• EXERCISE: Count how many lines below include the string "moved", and give that number without anything else.

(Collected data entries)

========================================================================

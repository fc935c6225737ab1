/// In-memory exchange store with JSON persistence
use std::collections::HashMap;
use std::path::Path;
use std::sync::Arc;
use tokio::sync::RwLock;
use tracing::{debug, info};

use super::Exchange;
use crate::error::{ClockError, Result};

/// Thread-safe collection of exchanges keyed by id.
///
/// Listing order is (display_order, continent, name).
#[derive(Clone, Default)]
pub struct ExchangeStore {
    exchanges: Arc<RwLock<HashMap<String, Exchange>>>,
}

fn sort_for_display(exchanges: &mut [Exchange]) {
    exchanges.sort_by(|a, b| {
        a.display_order
            .cmp(&b.display_order)
            .then_with(|| a.continent.cmp(&b.continent))
            .then_with(|| a.name.cmp(&b.name))
    });
}

impl ExchangeStore {
    pub fn new() -> Self {
        ExchangeStore::default()
    }

    pub async fn with_exchanges(exchanges: Vec<Exchange>) -> Result<Self> {
        let store = ExchangeStore::new();
        for exchange in exchanges {
            store.insert(exchange).await?;
        }
        Ok(store)
    }

    pub async fn insert(&self, exchange: Exchange) -> Result<()> {
        let mut exchanges = self.exchanges.write().await;
        if exchanges.contains_key(&exchange.id) {
            return Err(ClockError::DuplicateExchange(exchange.id));
        }
        debug!("Exchange added: {}", exchange.id);
        exchanges.insert(exchange.id.clone(), exchange);
        Ok(())
    }

    pub async fn len(&self) -> usize {
        self.exchanges.read().await.len()
    }

    pub async fn is_empty(&self) -> bool {
        self.exchanges.read().await.is_empty()
    }

    pub async fn get(&self, id: &str) -> Option<Exchange> {
        self.exchanges.read().await.get(id).cloned()
    }

    /// Every exchange in display order
    pub async fn all(&self) -> Vec<Exchange> {
        let mut list: Vec<Exchange> = self.exchanges.read().await.values().cloned().collect();
        sort_for_display(&mut list);
        list
    }

    /// Selected exchanges in display order
    pub async fn selected(&self) -> Vec<Exchange> {
        let mut list: Vec<Exchange> = self
            .exchanges
            .read()
            .await
            .values()
            .filter(|e| e.is_selected)
            .cloned()
            .collect();
        sort_for_display(&mut list);
        list
    }

    pub async fn set_selected(&self, id: &str, is_selected: bool) -> Result<()> {
        let mut exchanges = self.exchanges.write().await;
        let exchange = exchanges
            .get_mut(id)
            .ok_or_else(|| ClockError::ExchangeNotFound(id.to_string()))?;
        exchange.is_selected = is_selected;
        debug!("Exchange {} selected={}", id, is_selected);
        Ok(())
    }

    /// Flip selection and return the new value
    pub async fn toggle_selected(&self, id: &str) -> Result<bool> {
        let mut exchanges = self.exchanges.write().await;
        let exchange = exchanges
            .get_mut(id)
            .ok_or_else(|| ClockError::ExchangeNotFound(id.to_string()))?;
        exchange.is_selected = !exchange.is_selected;
        Ok(exchange.is_selected)
    }

    pub async fn set_display_order(&self, id: &str, display_order: i32) -> Result<()> {
        let mut exchanges = self.exchanges.write().await;
        let exchange = exchanges
            .get_mut(id)
            .ok_or_else(|| ClockError::ExchangeNotFound(id.to_string()))?;
        exchange.display_order = display_order;
        Ok(())
    }

    /// Apply several display orders at once.
    ///
    /// Nothing is changed if any id is unknown.
    pub async fn set_display_orders(&self, updates: &HashMap<String, i32>) -> Result<()> {
        let mut exchanges = self.exchanges.write().await;
        if let Some(missing) = updates.keys().find(|id| !exchanges.contains_key(*id)) {
            return Err(ClockError::ExchangeNotFound(missing.clone()));
        }
        for (id, order) in updates {
            if let Some(exchange) = exchanges.get_mut(id) {
                exchange.display_order = *order;
            }
        }
        Ok(())
    }

    /// Move the exchange at `from` to `to` in the current display order, then
    /// renumber every display order from zero.
    pub async fn reorder(&self, from: usize, to: usize) -> Result<Vec<Exchange>> {
        let mut exchanges = self.exchanges.write().await;
        let mut list: Vec<Exchange> = exchanges.values().cloned().collect();
        sort_for_display(&mut list);

        let len = list.len();
        if from >= len || to >= len {
            return Err(ClockError::InvalidReorder { from, to, len });
        }

        let moved = list.remove(from);
        list.insert(to, moved);

        for (index, exchange) in list.iter_mut().enumerate() {
            exchange.display_order = index as i32;
            if let Some(stored) = exchanges.get_mut(&exchange.id) {
                stored.display_order = index as i32;
            }
        }

        debug!("Exchange moved from {} to {}", from, to);
        Ok(list)
    }

    /// Replace the contents with exchanges read from a JSON file
    pub async fn load_from_file<P: AsRef<Path>>(&self, path: P) -> Result<usize> {
        let content = tokio::fs::read_to_string(path.as_ref()).await?;
        let loaded: Vec<Exchange> = serde_json::from_str(&content)?;

        let mut map = HashMap::with_capacity(loaded.len());
        for exchange in loaded {
            if map.contains_key(&exchange.id) {
                return Err(ClockError::DuplicateExchange(exchange.id));
            }
            map.insert(exchange.id.clone(), exchange);
        }

        let count = map.len();
        *self.exchanges.write().await = map;
        info!("Loaded {} exchanges from {}", count, path.as_ref().display());
        Ok(count)
    }

    /// Write all exchanges, in display order, to a JSON file
    pub async fn save_to_file<P: AsRef<Path>>(&self, path: P) -> Result<()> {
        let list = self.all().await;
        let json = serde_json::to_string_pretty(&list)?;

        if let Some(parent) = path.as_ref().parent() {
            if !parent.as_os_str().is_empty() {
                tokio::fs::create_dir_all(parent).await?;
            }
        }
        tokio::fs::write(path.as_ref(), json).await?;
        debug!("Saved {} exchanges to {}", list.len(), path.as_ref().display());
        Ok(())
    }
}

========================================================================

• SOLUTION TO THIS EXERCISE: 3